Global sea surface temperatures also continued to break records, with April the 13th month in a row to be the warmest on record.
While the record run of high temperatures has largely been caused by rising greenhouse gas emissions, especially the burning of fossil fuels, it has been boosted by El Niño.
"Even in a fairly normal year these days, because of the warming of the planet, we usually still see months that are maybe third or fourth warmest on record," Dr King said.
"It doesn't require too much more heat to get it to record levels and that's kind of what the El Nino really provides."
But climate scientists say there is a margin to the extreme heat the world has experienced over the past year that can't be explained by global warming or known climate drivers.

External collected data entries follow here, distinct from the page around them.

use crate::{EPSILON, Matrix4, Vector3};
use bytemuck::{Pod, Zeroable};
use serde::{Deserialize, Serialize};
use std::ops::Mul;

/// Rotation quaternion `(x, y, z, w)`, `w` being the scalar part.
#[derive(Debug, Clone, Copy, PartialEq, Serialize, Deserialize, Pod, Zeroable)]
#[repr(C)]
pub struct Quaternion {
    pub x: f32,
    pub y: f32,
    pub z: f32,
    pub w: f32,
}

impl Default for Quaternion {
    fn default() -> Self {
        Self::IDENTITY
    }
}

impl Quaternion {
    pub const IDENTITY: Self = Self::new(0.0, 0.0, 0.0, 1.0);

    #[inline]
    pub const fn new(x: f32, y: f32, z: f32, w: f32) -> Self {
        Self { x, y, z, w }
    }

    #[inline]
    pub fn identity() -> Self {
        Self::IDENTITY
    }

    #[inline]
    pub const fn from_array(a: [f32; 4]) -> Self {
        Self::new(a[0], a[1], a[2], a[3])
    }

    #[inline]
    pub const fn to_array(self) -> [f32; 4] {
        [self.x, self.y, self.z, self.w]
    }

    /// Rotation of `angle` radians around `axis`, which must be normalized.
    pub fn from_axis_angle(axis: &Vector3, angle: f32) -> Self {
        let (sin, cos) = (angle * 0.5).sin_cos();
        Self::new(axis.x * sin, axis.y * sin, axis.z * sin, cos)
    }

    /// Rotation part of `m`.
    ///
    /// Precondition: the upper 3x3 of `m` is a pure rotation (no scale, no
    /// shear). Other inputs give an unspecified quaternion; strip scale first
    /// (see [`Matrix4::decompose`]).
    pub fn from_rotation_matrix(m: &Matrix4) -> Self {
        let e = m.elements();
        Self::from_rotation_elements([
            [e[0], e[4], e[8]],
            [e[1], e[5], e[9]],
            [e[2], e[6], e[10]],
        ])
    }

    /// Shepperd's method over a row-major 3x3 rotation.
    pub(crate) fn from_rotation_elements(r: [[f32; 3]; 3]) -> Self {
        let [[m11, m12, m13], [m21, m22, m23], [m31, m32, m33]] = r;
        let trace = m11 + m22 + m33;

        if trace > 0.0 {
            let s = 0.5 / (trace + 1.0).sqrt();
            Self::new((m32 - m23) * s, (m13 - m31) * s, (m21 - m12) * s, 0.25 / s)
        } else if m11 > m22 && m11 > m33 {
            let s = 2.0 * (1.0 + m11 - m22 - m33).sqrt();
            Self::new(0.25 * s, (m12 + m21) / s, (m13 + m31) / s, (m32 - m23) / s)
        } else if m22 > m33 {
            let s = 2.0 * (1.0 + m22 - m11 - m33).sqrt();
            Self::new((m12 + m21) / s, 0.25 * s, (m23 + m32) / s, (m13 - m31) / s)
        } else {
            let s = 2.0 * (1.0 + m33 - m11 - m22).sqrt();
            Self::new((m13 + m31) / s, (m23 + m32) / s, 0.25 * s, (m21 - m12) / s)
        }
    }

    /// Shortest rotation taking unit vector `from` onto unit vector `to`.
    pub fn from_unit_vectors(from: &Vector3, to: &Vector3) -> Self {
        let r = from.dot(to) + 1.0;

        let q = if r < EPSILON {
            // Opposite vectors: any axis orthogonal to `from` works.
            if from.x.abs() > from.z.abs() {
                Self::new(-from.y, from.x, 0.0, 0.0)
            } else {
                Self::new(0.0, -from.z, from.y, 0.0)
            }
        } else {
            let c = from.cross(to);
            Self::new(c.x, c.y, c.z, r)
        };

        q.normalize()
    }

    /// Hamilton product `self * other`: applies `other` first, then `self`.
    pub fn multiply(&self, other: &Quaternion) -> Self {
        let (ax, ay, az, aw) = (self.x, self.y, self.z, self.w);
        let (bx, by, bz, bw) = (other.x, other.y, other.z, other.w);

        Self::new(
            ax * bw + aw * bx + ay * bz - az * by,
            ay * bw + aw * by + az * bx - ax * bz,
            az * bw + aw * bz + ax * by - ay * bx,
            aw * bw - ax * bx - ay * by - az * bz,
        )
    }

    #[inline]
    pub fn conjugate(&self) -> Self {
        Self::new(-self.x, -self.y, -self.z, self.w)
    }

    #[inline]
    pub fn dot(&self, other: &Quaternion) -> f32 {
        self.x * other.x + self.y * other.y + self.z * other.z + self.w * other.w
    }

    #[inline]
    pub fn length_squared(&self) -> f32 {
        self.dot(self)
    }

    #[inline]
    pub fn length(&self) -> f32 {
        self.length_squared().sqrt()
    }

    /// Unit quaternion. A zero quaternion normalizes to identity.
    pub fn normalize(&self) -> Self {
        let len = self.length();
        if len == 0.0 {
            return Self::IDENTITY;
        }
        let inv = 1.0 / len;
        Self::new(self.x * inv, self.y * inv, self.z * inv, self.w * inv)
    }

    /// Angle in radians between the two rotations.
    pub fn angle_to(&self, other: &Quaternion) -> f32 {
        2.0 * self.dot(other).clamp(-1.0, 1.0).abs().acos()
    }

    /// Spherical interpolation along the shorter arc.
    pub fn slerp(&self, other: &Quaternion, t: f32) -> Self {
        if t == 0.0 {
            return *self;
        }
        if t == 1.0 {
            return *other;
        }

        let mut cos_half_theta = self.dot(other);
        let mut other = *other;
        if cos_half_theta < 0.0 {
            other = Self::new(-other.x, -other.y, -other.z, -other.w);
            cos_half_theta = -cos_half_theta;
        }

        let sin_half_theta_sq = 1.0 - cos_half_theta * cos_half_theta;
        if sin_half_theta_sq <= EPSILON {
            let s = 1.0 - t;
            return Self::new(
                s * self.x + t * other.x,
                s * self.y + t * other.y,
                s * self.z + t * other.z,
                s * self.w + t * other.w,
            )
            .normalize();
        }

        let sin_half_theta = sin_half_theta_sq.sqrt();
        let half_theta = sin_half_theta.atan2(cos_half_theta);
        let ratio_a = ((1.0 - t) * half_theta).sin() / sin_half_theta;
        let ratio_b = (t * half_theta).sin() / sin_half_theta;

        Self::new(
            self.x * ratio_a + other.x * ratio_b,
            self.y * ratio_a + other.y * ratio_b,
            self.z * ratio_a + other.z * ratio_b,
            self.w * ratio_a + other.w * ratio_b,
        )
    }

    /// Rotate `v` by this (unit) quaternion.
    pub fn rotate_vector(&self, v: &Vector3) -> Vector3 {
        let u = Vector3::new(self.x, self.y, self.z);
        let t = u.cross(v) * 2.0;
        *v + t * self.w + u.cross(&t)
    }

    pub fn approx_eq(&self, other: &Quaternion, epsilon: f32) -> bool {
        (self.x - other.x).abs() <= epsilon
            && (self.y - other.y).abs() <= epsilon
            && (self.z - other.z).abs() <= epsilon
            && (self.w - other.w).abs() <= epsilon
    }
}

impl Mul for Quaternion {
    type Output = Self;

    fn mul(self, rhs: Self) -> Self {
        self.multiply(&rhs)
    }
}

impl From<glam::Quat> for Quaternion {
    fn from(q: glam::Quat) -> Self {
        Self::new(q.x, q.y, q.z, q.w)
    }
}

impl From<Quaternion> for glam::Quat {
    fn from(q: Quaternion) -> Self {
        glam::Quat::from_xyzw(q.x, q.y, q.z, q.w)
    }
}

#[cfg(test)]
mod tests {
    use super::*;
    use std::f32::consts::{FRAC_PI_2, FRAC_PI_4, PI};

    #[test]
    fn zero_angle_is_identity() {
        for axis in [Vector3::RIGHT, Vector3::UP, Vector3::FORWARD] {
            assert_eq!(Quaternion::from_axis_angle(&axis, 0.0), Quaternion::identity());
        }
    }

    #[test]
    fn normalize_gives_unit_length() {
        let samples = [
            Quaternion::new(1.0, 2.0, 3.0, 4.0),
            Quaternion::new(-0.1, 0.0, 0.0, 0.0),
            Quaternion::new(100.0, -50.0, 25.0, 0.5),
        ];
        for q in samples {
            assert!((q.normalize().length() - 1.0).abs() < 1e-6);
        }
        assert_eq!(Quaternion::new(0.0, 0.0, 0.0, 0.0).normalize(), Quaternion::IDENTITY);
    }

    #[test]
    fn slerp_halfway_around_y() {
        let a = Quaternion::identity();
        let b = Quaternion::from_axis_angle(&Vector3::UP, FRAC_PI_2);
        let mid = a.slerp(&b, 0.5);
        let expected = Quaternion::from_axis_angle(&Vector3::UP, FRAC_PI_4);
        assert!(mid.approx_eq(&expected, 1e-4), "{mid:?} != {expected:?}");
    }

    #[test]
    fn slerp_endpoints_and_near_equal() {
        let a = Quaternion::from_axis_angle(&Vector3::RIGHT, 0.3);
        let b = Quaternion::from_axis_angle(&Vector3::UP, 1.2);
        assert_eq!(a.slerp(&b, 0.0), a);
        assert_eq!(a.slerp(&b, 1.0), b);
        let nearly_a = Quaternion::from_axis_angle(&Vector3::RIGHT, 0.3 + 1e-7);
        assert!(a.slerp(&nearly_a, 0.5).approx_eq(&a, 1e-5));
    }

    #[test]
    fn multiply_composes_rotations() {
        let q = Quaternion::from_axis_angle(&Vector3::UP, FRAC_PI_4);
        let twice = q * q;
        let expected = Quaternion::from_axis_angle(&Vector3::UP, FRAC_PI_2);
        assert!(twice.approx_eq(&expected, 1e-6));
        assert!((q * q.conjugate()).approx_eq(&Quaternion::IDENTITY, 1e-6));
    }

    #[test]
    fn rotation_matrix_round_trip_all_branches() {
        let cases = [
            Quaternion::from_axis_angle(&Vector3::UP, 0.5),
            Quaternion::from_axis_angle(&Vector3::RIGHT, PI * 0.9),
            Quaternion::from_axis_angle(&Vector3::UP, PI * 0.9),
            Quaternion::from_axis_angle(&Vector3::FORWARD, PI * 0.9),
        ];
        for q in cases {
            let m = Matrix4::compose(&Vector3::ZERO, &q, &Vector3::ONE);
            let back = Quaternion::from_rotation_matrix(&m);
            // q and -q are the same rotation.
            let same = back.approx_eq(&q, 1e-5)
                || back.approx_eq(&Quaternion::new(-q.x, -q.y, -q.z, -q.w), 1e-5);
            assert!(same, "{back:?} vs {q:?}");
        }
    }

    #[test]
    fn unit_vectors_rotation() {
        let q = Quaternion::from_unit_vectors(&Vector3::RIGHT, &Vector3::UP);
        assert!(q.rotate_vector(&Vector3::RIGHT).approx_eq(&Vector3::UP, 1e-6));

        let opposite = Quaternion::from_unit_vectors(&Vector3::RIGHT, &-Vector3::RIGHT);
        assert!((opposite.length() - 1.0).abs() < 1e-6);
        assert!(
            opposite
                .rotate_vector(&Vector3::RIGHT)
                .approx_eq(&-Vector3::RIGHT, 1e-5)
        );
    }

    #[test]
    fn angle_between_rotations() {
        let a = Quaternion::identity();
        let b = Quaternion::from_axis_angle(&Vector3::UP, FRAC_PI_2);
        assert!((a.angle_to(&b) - FRAC_PI_2).abs() < 1e-5);
    }
}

The wild temperatures are expected to moderate somewhat as El Niño weakens, but Carlo Buontempo, director of the Copernicus Climate Change Service, said the warm oceans will continue to have an impact on temperatures.
"El Niño peaked at the beginning of the year and the sea surface temperatures in the eastern tropical pacific are now going back towards neutral conditions.
"However, whilst temperature variations associated with natural cycles like El Niño come and go, the extra energy trapped in the ocean and the atmosphere by increasing concentrations of greenhouse gases will keep pushing the global temperature towards new records."
Dr King said that's because oceans react more slowly than land.
"The ocean acts fairly slowly, it's much slower to take up heat and move around heat than the atmosphere is," he said.
"There's kind of some delayed effects in the ocean, which basically mean you can still see quite high temperatures continuing beyond an El Nino event."
A cold and dry central Australia
The Bureau of Meteorology's (BOM) data for April showed the national mean temperature was 0.51C below the 1961–1990 average, the lowest since 2015.
"No one experiences the global average temperature," Dr King said.
"It's not too surprising that Australia hasn't been super hot at the same time as the global temperatures have been unusually hot.
"But the global average temperature is a good indicator of how the climate is changing because it smooths out a lot of that weather and climate variability we see around the planet."
It was also dry across much of the country, with rainfall 26 per cent below the 1961–1990 average.
The temperature averages were brought down by the extremely cold lows in parts of South Australia and the Northern Territory, with the mean minimum temperatures the 10th lowest since 1910.
And in some places the lowest minimum temperature on record.
Despite a slightly cooler April, the BOM's winter outlook is for above-average temperatures.